A spiritual warrior isn't like the image that comes to mind when we think of someone who's trained for combat. Typically, we think of warriors as tough, hard-hearted, aggressive, and dominant. We all know about basic training, and how hard the drill sergeants have to work to try and drive these qualities into their recruits. That's because people are basically rooted in soul qualities that motivate them to help others instead of hurt them. Underneath our woundings and societal pressures, we are all basically seeking to express love and help others. Becoming a spiritual warrior is like peeling off unhealthy emotional layers until we reach the awakened heart, what the Buddhists call bodhicitta. Awakened heart is the willingness to be with ourselves in our most raw, vulnerable state.
Meditation is the best tool we have available to find our awakened heart, because by learning to ignore all of our excuses about how we can't connect inside, our awareness opens and we suddenly connect inside! And when we connect inside, what do we find? Chogyam says, If you search for awakened heart, if you put your hand through your rib cage and feel for it, there is nothing there except for tenderness.

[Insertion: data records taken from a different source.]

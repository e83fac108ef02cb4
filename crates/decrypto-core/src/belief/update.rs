//! Posterior updates once a round reveals which slot a clue was given for.

use super::Belief;
use crate::error::DecodeError;
use crate::heuristic::Heuristic;
use crate::logspace::{is_live_term, is_log_zero, log_sum_exp_live};
use crate::vocab::WordIndex;

impl Belief {
    /// Returns the posterior after observing `clue` for this slot.
    ///
    /// `log B'(k) = log B(k) + score(clue, k) - log Z`. Entries whose prior or score
    /// is the sentinel, or whose posterior falls to it, leave the support. The prior
    /// is left untouched.
    pub fn observe<H: Heuristic + ?Sized>(
        &self,
        clue: WordIndex,
        heuristic: &H,
    ) -> Result<Belief, DecodeError> {
        let domain = heuristic.domain_size();
        if self.vocabulary_size() != domain {
            return Err(DecodeError::dimension(
                "belief vocabulary vs heuristic domain",
                domain,
                self.vocabulary_size(),
            ));
        }
        if clue >= domain {
            return Err(DecodeError::dimension("clue index bound", domain, clue + 1));
        }

        let mut joint = Vec::with_capacity(self.support_len());
        for (keyword, log_p) in self.iter() {
            if keyword >= domain {
                return Err(DecodeError::dimension(
                    "belief support index bound",
                    domain,
                    keyword + 1,
                ));
            }
            let score = heuristic.score(clue, keyword);
            if is_live_term(log_p, score) {
                joint.push((keyword, log_p + score));
            }
        }
        if joint.is_empty() {
            return Err(DecodeError::NoProbabilityMass {
                context: "belief update",
            });
        }

        let terms: Vec<f64> = joint.iter().map(|(_, term)| *term).collect();
        let log_evidence = log_sum_exp_live(&terms);
        let support = joint
            .into_iter()
            .map(|(keyword, term)| (keyword, term - log_evidence))
            .filter(|(_, log_p)| !is_log_zero(*log_p))
            .collect();
        Ok(Belief::from_sorted_support(support, domain))
    }
}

In the moments I have glimpsed this kind of tenderness, I've also felt pierced by the state of humanity. In the place where my heart should be, I have felt raw and exposed to my partner Ken's pain, or to my sister's, or to my neighbor's, or to the people suffering in Afghanistan, or Darfur. But I don't feel cornered by their pain, or trapped in it. I feel love for them, and love for the frailty of the human condition. We are all such fragile creatures who toughen ourselves over our wounds so we don't have to feel pain. But then the toxic pain gets stuck beneath these tough calluses, and our bodies enter a diseased state, whether emotional, mental, or physical. We need to keep flushing poisons out of our system all the time in order to stay healthy on every level. The fate of our heart is in our own hands. It is up to us to clean out our hatred, jealousy, envy, regret, revenge, rage, greed, and the list goes on.
Trungpa says that the experience of the open, tender heart gives rise to fearlessness; not the type of fearlessness of somebody with iron biceps who's ready to take on an attacker, but the type of fearlessness that gives us the courage to be open to whatever life offers. This kind of fearlessness takes us to a place beyond fear, to acceptance. Acceptance is based on inner strength that comes from the soul, and it is the homeground of the spiritual warrior. The opposite of this kind of fearlessness is to live life in a kind of sleepy trance in which we ignore our own shadowy qualities, and we try not to think of any kind of change at all; in fact, we try as hard as we can to keep things the same so we feel safe, no matter how bad that safety might really, truly feel.
My cancer has forced me to choose the path of the spiritual warrior, and I don't know if I would have done it willingly. So many people talk about the spiritual gifts that come along with the suffering of cancer, and for me, that couldn't be more true.